Roger Federer Isn’t God, But He Played One On TV

In January of 2003, another old man — in tennis terms — won a major title.

Andre Agassi, three months short of his 33rd birthday, became one of the oldest ATP major champions in the Open Era of professional tennis. His opponent in the final of the 2003 Australian Open, though, was not Andy Murray, or Novak Djokovic, or even Lleyton Hewitt or Goran Ivanisevic or Patrick Rafter.

It was Rainer Schuttler.

No offense to the German — who also made a Wimbledon semifinal a few years later and lost to Rafael Nadal — but Agassi feasted on markedly inferior opponents in those first few years of the new century.

No, those titles weren’t “cheap” in any way. Agassi reinvented himself (for the second time in his career, if not the third or fourth) and built a base of fitness which brought out his best tennis in his later years as a player. In that respect, Agassi’s old-man phase was more fruitful than the old-man period of Roger Federer.

In the 2005 U.S. Open final, Federer — in his prime — was pushed hard by a 35-year-old Agassi in New York.
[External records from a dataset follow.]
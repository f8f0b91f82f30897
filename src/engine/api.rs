use std::sync::Arc;

use axum::{
    Json, Router,
    extract::{
        Path, State,
        rejection::JsonRejection,
        ws::{Message, WebSocket, WebSocketUpgrade},
    },
    http::StatusCode,
    response::Response,
    routing::{get, post},
};

use crate::engine::{
    error::RunnerError,
    executor::PipelineExecutor,
    metrics::MetricsRegistry,
    models::{ClientFrame, InputRequest, KillRequest, RunRequest, SessionSummary, StatusResponse},
    registry::SessionRegistry,
    relay::ConnectionTable,
    workspace::validate_client_id,
};

#[derive(Clone)]
pub struct AppState {
    executor: Arc<PipelineExecutor>,
    connections: Arc<ConnectionTable>,
    registry: Arc<SessionRegistry>,
    metrics: Arc<MetricsRegistry>,
}

impl AppState {
    pub fn new(
        executor: Arc<PipelineExecutor>,
        connections: Arc<ConnectionTable>,
        registry: Arc<SessionRegistry>,
        metrics: Arc<MetricsRegistry>,
    ) -> Self {
        Self {
            executor,
            connections,
            registry,
            metrics,
        }
    }
}

pub fn routes(state: AppState) -> Router {
    Router::new()
        .route("/healthz", get(health))
        .route("/metrics", get(metrics))
        .route("/api/languages", get(languages))
        .route("/api/run", post(run_code))
        .route("/api/input", post(send_input))
        .route("/api/kill", post(kill_process))
        .route("/api/sessions/{client_id}", get(get_session))
        .route("/ws/{client_id}", get(client_socket))
        .with_state(state)
}

async fn health(State(state): State<AppState>) -> Json<serde_json::Value> {
    Json(serde_json::json!({
        "ok": true,
        "active_sessions": state.registry.len(),
        "connections": state.connections.len(),
    }))
}

async fn metrics(State(state): State<AppState>) -> (StatusCode, String) {
    (StatusCode::OK, state.metrics.render_prometheus())
}

async fn languages(State(state): State<AppState>) -> Json<Vec<&'static str>> {
    Json(state.executor.languages().languages())
}

async fn run_code(
    State(state): State<AppState>,
    payload: Result<Json<RunRequest>, JsonRejection>,
) -> Result<Json<StatusResponse>, RunnerError> {
    let Json(request) = payload?;
    state.executor.run(request).await?;
    Ok(Json(StatusResponse::STARTED))
}

async fn send_input(
    State(state): State<AppState>,
    payload: Result<Json<InputRequest>, JsonRejection>,
) -> Result<Json<StatusResponse>, RunnerError> {
    let Json(request) = payload?;
    state
        .executor
        .send_input(&request.client_id, &request.input)
        .await?;
    Ok(Json(StatusResponse::INPUT_SENT))
}

async fn kill_process(
    State(state): State<AppState>,
    payload: Result<Json<KillRequest>, JsonRejection>,
) -> Result<Json<StatusResponse>, RunnerError> {
    let Json(request) = payload?;
    state.executor.kill(&request.client_id)?;
    Ok(Json(StatusResponse::PROCESS_KILLED))
}

async fn get_session(
    State(state): State<AppState>,
    Path(client_id): Path<String>,
) -> Result<Json<SessionSummary>, RunnerError> {
    state
        .executor
        .session(&client_id)
        .map(Json)
        .ok_or(RunnerError::SessionNotFound)
}

async fn client_socket(
    State(state): State<AppState>,
    Path(client_id): Path<String>,
    ws: WebSocketUpgrade,
) -> Result<Response, RunnerError> {
    validate_client_id(&client_id)?;
    Ok(ws.on_upgrade(move |socket| serve_socket(state, client_id, socket)))
}

async fn serve_socket(state: AppState, client_id: String, mut socket: WebSocket) {
    let (connection_id, mut events) = state.connections.bind(&client_id);
    tracing::info!(client_id = %client_id, %connection_id, "client connected");

    loop {
        tokio::select! {
            event = events.recv() => {
                let Some(event) = event else { break };
                let text = match serde_json::to_string(&event) {
                    Ok(text) => text,
                    Err(err) => {
                        tracing::warn!(client_id = %client_id, error = %err, "failed to encode event");
                        continue;
                    }
                };
                if socket.send(Message::Text(text.into())).await.is_err() {
                    break;
                }
                if event.is_terminal() {
                    tracing::debug!(client_id = %client_id, "session output complete");
                }
            }
            frame = socket.recv() => match frame {
                Some(Ok(Message::Text(text))) => {
                    handle_client_frame(&state, &client_id, text.as_str()).await;
                }
                Some(Ok(Message::Close(_))) | Some(Err(_)) | None => break,
                Some(Ok(_)) => {}
            },
        }
    }

    state.connections.unbind(&client_id, connection_id);
    tracing::info!(client_id = %client_id, %connection_id, "client disconnected");
}

/// Structured frames are honored; anything else is treated as raw keystrokes.
async fn handle_client_frame(state: &AppState, client_id: &str, text: &str) {
    let result = match serde_json::from_str::<ClientFrame>(text) {
        Ok(ClientFrame::Input { data }) => state.executor.stream_input(client_id, &data).await,
        Ok(ClientFrame::Kill) => state.executor.kill(client_id),
        Err(_) => state.executor.stream_input(client_id, text).await,
    };
    if let Err(err) = result {
        tracing::debug!(client_id, error = %err, "client frame ignored");
    }
}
Federer was down a break at a set all in the third, and not until he won a third-set tiebreaker was he safe from an old man playing at a great height.

The intersections of Federer’s and Agassi’s careers — and when each man played high-level old-man tennis — do not diminish Agassi himself, not to any slight degree. What those intersections serve to do, however, is that they magnify what Federer is achieving today. More specifically, they magnify what he achieved on Friday with a jawdroppingly beautiful 7-5, 7-5, 6-4 win over Andy Murray, a luckless player who performed really well but walked off Centre Court at Wimbledon with zero sets in his pocket.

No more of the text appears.